The Hidden Cost of Art

Art per se is perhaps the most profitable product on the planet. Designer jeans sell for hundreds of dollars more than jeans at discount retailers, but they don’t cost hundreds of dollars more to make. The material used to paint a watercolor costs next to nothing, but in an artist’s hands those pigments can come to cost a pretty penny. We gladly pay the artist who with a few minutes can take pen to paper, or dance across the stage, and in doing so create something that seems a bargain at any price. So why is the business of Arts organizations so pitiful?

 

A recent report from The Johns Hopkins Listening Post Project called Impact of the Economic Recession on Nonprofits presented data showing that Arts organizations in the US are generally in trouble. Nearly three-quarters of Theaters and half of Orchestras report “severe” or “very severe” financial stress this year. In Charleston, Arts organizations with large payrolls have cut expenses and laid off long-time Staff as a result of a drop in charitable donations. Sales have remained strong, however, even increasing for particular performances or for the works of particular artists. As a whole the Arts community is suffering but there are shining stars out there that continue to do well.

 

 

Artists themselves say the cause of this pitiful state of affairs in Charleston is due to lack of leadership. That doesn’t seem right as never have there been so many Arts leaders clamoring to head up a central clearinghouse of information about the arts, be advocates for the arts, or both. There is the League of Charleston Theaters, Charleston Arts Coalition, Office of Cultural Affairs, a new one called Alliance for the Performing Arts in Charleston, Redux, and the list goes on.

 

 

Since artists think leadership is lacking they have created multiple organizations to lead.
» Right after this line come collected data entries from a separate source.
//! Tracing setup.

use std::sync::Once;

use crate::config::{ConfigError, LoggingConfig};

/// Install a `tracing-subscriber` fmt subscriber writing to stderr.
///
/// Only the first call installs anything; later calls just validate the
/// configuration. An already installed global subscriber is left alone.
pub fn init_tracing(config: &LoggingConfig) -> Result<(), ConfigError> {
    static INIT: Once = Once::new();

    let level = config.max_level()?;
    INIT.call_once(|| {
        let _ = tracing_subscriber::fmt()
            .with_writer(std::io::stderr)
            .with_ansi(config.ansi)
            .with_max_level(level)
            .try_init();
    });
    Ok(())
}

#[cfg(test)]
mod tests {
    use super::*;

    #[test]
    fn test_init_is_repeatable() {
        let config = LoggingConfig::default();
        init_tracing(&config).unwrap();
        init_tracing(&config).unwrap();
        tracing::warn!("logging initialized twice");
    }

    #[test]
    fn test_init_rejects_bad_level() {
        let config = LoggingConfig {
            level: "chatty".to_string(),
            ansi: false,
        };
        assert!(matches!(
            init_tracing(&config),
            Err(ConfigError::InvalidLevel(_))
        ));
    }
}
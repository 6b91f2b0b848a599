//! # Vitrail
//!
//! A small virtual-tree UI runtime written in Rust.
//!
//! This crate re-exports all Vitrail sub-crates for unified documentation and
//! adds configuration loading and tracing setup.
//!
//! ## Crates
//!
//! - [`carton`] - Shared utilities and collection re-exports
//! - [`fresco`] - Surface trait and the in-memory surface
//! - [`atelier`] - Node descriptions, reconciler and components
//! - [`maestro`] - Command dispatcher and application shell

/// Shared utilities and collection re-exports.
pub use vitrail_carton as carton;

/// Surface trait and the in-memory surface.
pub use vitrail_fresco as fresco;

/// Node descriptions, reconciler and components.
pub use vitrail_atelier as atelier;

/// Command dispatcher and application shell.
pub use vitrail_maestro as maestro;

pub mod config;
pub mod logging;

pub use config::{load_config, ConfigError, LoggingConfig, VitrailConfig, CONFIG_FILE_NAME};
pub use logging::init_tracing;

pub use vitrail_atelier::{
    define_component, h, h_component, h_fragment, h_string, ComponentRef, EventHandler, Props,
    RuntimeError, VNode,
};
pub use vitrail_fresco::{MemorySurface, Surface, SurfaceRef};
pub use vitrail_maestro::{create_app, create_app_with_options, App, AppDefinition, Emitter};
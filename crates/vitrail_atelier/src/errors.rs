//! Runtime errors.

use thiserror::Error;
use vitrail_carton::CompactString;
use vitrail_fresco::SurfaceError;

/// Errors raised by the reconciler and the component model.
///
/// All variants except `Surface` and `Handler` are usage errors: they point at a
/// bug in the calling code and nothing is rolled back when they are returned.
#[derive(Debug, Clone, PartialEq, Error)]
pub enum RuntimeError {
    #[error("Component '{0}' is already mounted")]
    AlreadyMounted(CompactString),

    #[error("Component '{0}' is not mounted")]
    NotMounted(CompactString),

    #[error("Method \"{method}\" already exists in component '{component}'")]
    ReservedMethodName {
        component: CompactString,
        method: CompactString,
    },

    #[error("Component '{component}' has no method \"{method}\"")]
    UnknownMethod {
        component: CompactString,
        method: CompactString,
    },

    #[error("Handler for '{event}' needs a host component but was bound without one")]
    MissingHost { event: CompactString },

    #[error("Node description has no surface node (was it mounted?)")]
    NotMaterialized,

    #[error("No old child at original index {0:?}")]
    MissingChild(Option<usize>),

    #[error("Handler failed: {0}")]
    Handler(String),

    #[error(transparent)]
    Surface(#[from] SurfaceError),
}

impl RuntimeError {
    /// Convenience constructor for application handler failures.
    pub fn handler(message: impl std::fmt::Display) -> Self {
        RuntimeError::Handler(message.to_string())
    }

    /// Whether this error reports misuse of the runtime API.
    pub fn is_usage_error(&self) -> bool {
        !matches!(self, RuntimeError::Surface(_) | RuntimeError::Handler(_))
    }
}

pub type Result<T, E = RuntimeError> = std::result::Result<T, E>;
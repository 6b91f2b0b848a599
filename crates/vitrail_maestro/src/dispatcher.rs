//! Publish/subscribe command dispatcher.

use std::cell::RefCell;
use std::fmt;
use std::rc::{Rc, Weak};

use serde::{Deserialize, Serialize};
use serde_json::Value;
use vitrail_atelier::Result;
use vitrail_carton::{CompactString, FxHashMap};

/// Handler for a named command, invoked with the command payload.
pub type CommandHandler = Rc<dyn Fn(&Value) -> Result<()>>;

/// Handler run once after every dispatched command.
pub type AfterCommandHandler = Rc<dyn Fn() -> Result<()>>;

/// Dispatcher options.
#[derive(Debug, Clone, PartialEq, Eq, Serialize, Deserialize)]
#[serde(rename_all = "camelCase", default)]
pub struct DispatcherOptions {
    /// Log a warning when a command has no handlers
    pub warn_unhandled: bool,
}

impl Default for DispatcherOptions {
    fn default() -> Self {
        Self {
            warn_unhandled: true,
        }
    }
}

#[derive(Default)]
struct Registry {
    commands: FxHashMap<CompactString, Vec<CommandHandler>>,
    after: Vec<AfterCommandHandler>,
}

struct DispatcherInner {
    options: DispatcherOptions,
    registry: RefCell<Registry>,
}

/// Routes named commands to their handlers.
///
/// Handlers for a command run in registration order, then every
/// after-command handler runs, whether or not the command was handled. Both
/// lists are snapshotted when a dispatch starts: handlers added or removed
/// while it runs take effect from the next dispatch.
#[derive(Clone)]
pub struct Dispatcher(Rc<DispatcherInner>);

impl Dispatcher {
    pub fn new() -> Self {
        Self::with_options(DispatcherOptions::default())
    }

    pub fn with_options(options: DispatcherOptions) -> Self {
        Dispatcher(Rc::new(DispatcherInner {
            options,
            registry: RefCell::new(Registry::default()),
        }))
    }

    pub fn options(&self) -> &DispatcherOptions {
        &self.0.options
    }

    /// Register `handler` for `command`.
    ///
    /// Registering the same handler (by identity) twice for one command is a
    /// no-op; the second call returns an inert subscription.
    pub fn subscribe(
        &self,
        command: impl Into<CompactString>,
        handler: CommandHandler,
    ) -> Subscription {
        let command = command.into();
        let mut registry = self.0.registry.borrow_mut();
        let handlers = registry.commands.entry(command.clone()).or_default();
        if handlers.iter().any(|h| Rc::ptr_eq(h, &handler)) {
            return Subscription::inert();
        }
        handlers.push(handler.clone());

        Subscription {
            dispatcher: Rc::downgrade(&self.0),
            kind: SubscriptionKind::Command(command, handler),
        }
    }

    /// Register `handler` to run after every command.
    pub fn after_every_command(&self, handler: AfterCommandHandler) -> Subscription {
        self.0.registry.borrow_mut().after.push(handler.clone());
        Subscription {
            dispatcher: Rc::downgrade(&self.0),
            kind: SubscriptionKind::After(handler),
        }
    }

    /// Run the handlers of `command`, then every after-command handler.
    ///
    /// The first failing handler aborts the dispatch and its error is
    /// returned.
    pub fn dispatch(&self, command: &str, payload: &Value) -> Result<()> {
        let (handlers, after) = {
            let registry = self.0.registry.borrow();
            let handlers = registry.commands.get(command).cloned().unwrap_or_default();
            (handlers, registry.after.clone())
        };

        if handlers.is_empty() {
            if self.0.options.warn_unhandled {
                tracing::warn!(command, "no handlers for command");
            }
        } else {
            tracing::debug!(command, handlers = handlers.len(), "dispatch");
        }

        for handler in &handlers {
            handler(payload)?;
        }
        for handler in &after {
            handler()?;
        }
        Ok(())
    }

    /// Number of handlers registered for `command`.
    pub fn handler_count(&self, command: &str) -> usize {
        self.0
            .registry
            .borrow()
            .commands
            .get(command)
            .map_or(0, Vec::len)
    }

    pub fn after_handler_count(&self) -> usize {
        self.0.registry.borrow().after.len()
    }
}

impl Default for Dispatcher {
    fn default() -> Self {
        Self::new()
    }
}

impl fmt::Debug for Dispatcher {
    fn fmt(&self, f: &mut fmt::Formatter<'_>) -> fmt::Result {
        let registry = self.0.registry.borrow();
        let mut commands: Vec<&str> = registry.commands.keys().map(|c| c.as_str()).collect();
        commands.sort_unstable();
        f.debug_struct("Dispatcher")
            .field("options", &self.0.options)
            .field("commands", &commands)
            .field("after", &registry.after.len())
            .finish()
    }
}

enum SubscriptionKind {
    Inert,
    Command(CompactString, CommandHandler),
    After(AfterCommandHandler),
}

/// Handle returned by registration; [`Subscription::unsubscribe`] removes
/// the handler again.
///
/// Dropping a subscription keeps the handler registered.
pub struct Subscription {
    dispatcher: Weak<DispatcherInner>,
    kind: SubscriptionKind,
}

impl Subscription {
    fn inert() -> Self {
        Subscription {
            dispatcher: Weak::new(),
            kind: SubscriptionKind::Inert,
        }
    }

    pub fn is_inert(&self) -> bool {
        matches!(self.kind, SubscriptionKind::Inert)
    }

    /// Remove the handler. A no-op for inert subscriptions and once the
    /// dispatcher is gone.
    pub fn unsubscribe(self) {
        let Some(dispatcher) = self.dispatcher.upgrade() else {
            return;
        };
        let mut registry = dispatcher.registry.borrow_mut();
        match self.kind {
            SubscriptionKind::Inert => {}
            SubscriptionKind::Command(command, handler) => {
                if let Some(handlers) = registry.commands.get_mut(&command) {
                    if let Some(index) = handlers.iter().position(|h| Rc::ptr_eq(h, &handler)) {
                        handlers.remove(index);
                    }
                }
            }
            SubscriptionKind::After(handler) => {
                if let Some(index) = registry.after.iter().position(|h| Rc::ptr_eq(h, &handler)) {
                    registry.after.remove(index);
                }
            }
        }
    }
}

impl fmt::Debug for Subscription {
    fn fmt(&self, f: &mut fmt::Formatter<'_>) -> fmt::Result {
        match &self.kind {
            SubscriptionKind::Inert => f.write_str("Subscription(inert)"),
            SubscriptionKind::Command(command, _) => write!(f, "Subscription({})", command),
            SubscriptionKind::After(_) => f.write_str("Subscription(after)"),
        }
    }
}

#[cfg(test)]
mod tests {
    use std::cell::{Cell, RefCell};

    use serde_json::json;
    use vitrail_atelier::RuntimeError;

    use super::*;

    fn recorder(log: &Rc<RefCell<Vec<String>>>, label: &'static str) -> CommandHandler {
        let log = log.clone();
        Rc::new(move |payload: &Value| -> Result<()> {
            log.borrow_mut().push(format!("{label}:{payload}"));
            Ok(())
        })
    }

    #[test]
    fn test_dispatch_in_registration_order() {
        let dispatcher = Dispatcher::new();
        let log = Rc::new(RefCell::new(Vec::new()));
        let _a = dispatcher.subscribe("add", recorder(&log, "a"));
        let _b = dispatcher.subscribe("add", recorder(&log, "b"));
        let after_log = log.clone();
        let _after = dispatcher.after_every_command(Rc::new(move || -> Result<()> {
            after_log.borrow_mut().push("after".into());
            Ok(())
        }));

        dispatcher.dispatch("add", &json!(1)).unwrap();
        assert_eq!(*log.borrow(), vec!["a:1", "b:1", "after"]);
    }

    #[test]
    fn test_after_handlers_run_without_subscribers() {
        let dispatcher = Dispatcher::new();
        let runs = Rc::new(Cell::new(0));
        let counter = runs.clone();
        let _after = dispatcher.after_every_command(Rc::new(move || -> Result<()> {
            counter.set(counter.get() + 1);
            Ok(())
        }));

        dispatcher.dispatch("nobody-listens", &Value::Null).unwrap();
        assert_eq!(runs.get(), 1);
        dispatcher.dispatch("nobody-listens", &Value::Null).unwrap();
        assert_eq!(runs.get(), 2);
    }

    #[test]
    fn test_subscribe_is_idempotent() {
        let dispatcher = Dispatcher::new();
        let log = Rc::new(RefCell::new(Vec::new()));
        let handler = recorder(&log, "x");

        let first = dispatcher.subscribe("go", handler.clone());
        let second = dispatcher.subscribe("go", handler);
        assert!(!first.is_inert());
        assert!(second.is_inert());
        assert_eq!(dispatcher.handler_count("go"), 1);

        second.unsubscribe();
        assert_eq!(dispatcher.handler_count("go"), 1);
        first.unsubscribe();
        assert_eq!(dispatcher.handler_count("go"), 0);

        dispatcher.dispatch("go", &Value::Null).unwrap();
        assert!(log.borrow().is_empty());
    }

    #[test]
    fn test_unsubscribe_during_dispatch_uses_snapshot() {
        let dispatcher = Dispatcher::new();
        let log = Rc::new(RefCell::new(Vec::new()));
        let slot: Rc<RefCell<Option<Subscription>>> = Rc::new(RefCell::new(None));

        let remover = {
            let slot = slot.clone();
            let log = log.clone();
            Rc::new(move |_: &Value| -> Result<()> {
                log.borrow_mut().push("remover".to_string());
                if let Some(subscription) = slot.borrow_mut().take() {
                    subscription.unsubscribe();
                }
                Ok(())
            })
        };
        let _remover = dispatcher.subscribe("tick", remover);
        *slot.borrow_mut() = Some(dispatcher.subscribe("tick", recorder(&log, "second")));

        dispatcher.dispatch("tick", &Value::Null).unwrap();
        assert_eq!(*log.borrow(), vec!["remover", "second:null"]);

        dispatcher.dispatch("tick", &Value::Null).unwrap();
        assert_eq!(*log.borrow(), vec!["remover", "second:null", "remover"]);
    }

    #[test]
    fn test_handler_error_aborts_dispatch() {
        let dispatcher = Dispatcher::new();
        let runs = Rc::new(Cell::new(0));
        let counter = runs.clone();
        let _fail = dispatcher.subscribe(
            "save",
            Rc::new(|_: &Value| -> Result<()> { Err(RuntimeError::handler("disk full")) }),
        );
        let _after = dispatcher.after_every_command(Rc::new(move || -> Result<()> {
            counter.set(counter.get() + 1);
            Ok(())
        }));

        let err = dispatcher.dispatch("save", &Value::Null).unwrap_err();
        insta::assert_snapshot!(err.to_string(), @"Handler failed: disk full");
        assert_eq!(runs.get(), 0);
    }

    #[test]
    fn test_options_deserialize() {
        let options: DispatcherOptions =
            serde_json::from_str(r#"{"warnUnhandled": false}"#).unwrap();
        assert!(!options.warn_unhandled);
        let options: DispatcherOptions = serde_json::from_str("{}").unwrap();
        assert!(options.warn_unhandled);
    }
}
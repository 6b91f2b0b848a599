//! Applying props to surface elements.

use vitrail_fresco::{AttrValue, NodeId, Surface};

use crate::errors::Result;
use crate::props::{ClassValue, Props};

/// Apply class, style and plain attributes of `props` to a fresh element.
pub fn set_attributes(surface: &dyn Surface, el: NodeId, props: &Props) -> Result<()> {
    if let Some(class) = &props.class {
        set_class(surface, el, class)?;
    }
    for (name, value) in &props.style {
        set_style(surface, el, name, value)?;
    }
    for (name, value) in &props.attrs {
        set_attribute(surface, el, name, value)?;
    }
    Ok(())
}

/// Replace the element's class list.
pub fn set_class(surface: &dyn Surface, el: NodeId, class: &ClassValue) -> Result<()> {
    let tokens = class.tokens();
    if !tokens.is_empty() {
        surface.set_class_list(el, &tokens)?;
    }
    Ok(())
}

pub fn set_style(surface: &dyn Surface, el: NodeId, name: &str, value: &str) -> Result<()> {
    Ok(surface.set_style_property(el, name, value)?)
}

pub fn remove_style(surface: &dyn Surface, el: NodeId, name: &str) -> Result<()> {
    Ok(surface.clear_style_property(el, name)?)
}

pub fn set_attribute(surface: &dyn Surface, el: NodeId, name: &str, value: &AttrValue) -> Result<()> {
    Ok(surface.set_attribute(el, name, value)?)
}

pub fn remove_attribute(surface: &dyn Surface, el: NodeId, name: &str) -> Result<()> {
    Ok(surface.remove_attribute(el, name)?)
}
Each one is struggling to be “the one.” Patrons of the Arts see things differently. They are used to paying for art and perhaps that explains the difference. Patrons see the rockstars out there and are looking for the “roadies.” They point out that sometimes the strongest leaders lead less and collaborate more. This is not a criticism of the Arts community alone because we at Coastal Community Foundation hear this with regard to all charitable fields of interest. We have heros and success stories across the full spectrum of the nonprofit sector. Finding the rockstars, that is not the problem say the Patrons of the Arts. What we need is quiet collaboration that allows limited resources to be shared to create services beneficial to all.

 

As Julian Wiles of Charleston Stage keeps reminding me, it is not that we will save money by fostering collaboration between Arts organizations, it is that we will share the additional expenses required to build the killer website, pay the marketing gurus, send the lobbyist to Columbia, and build a community that supports the Arts even when the economy turns down.

It is paying for the backoffice, the marketing machine, the ambience that allows the art to arrive, in a word the “collaboration” that makes those designer jeans so expensive, that painting so pricey, that show a must-see at all costs. That is the hidden cost of Art that artists themselves (but not their Patrons) are reluctant to pay.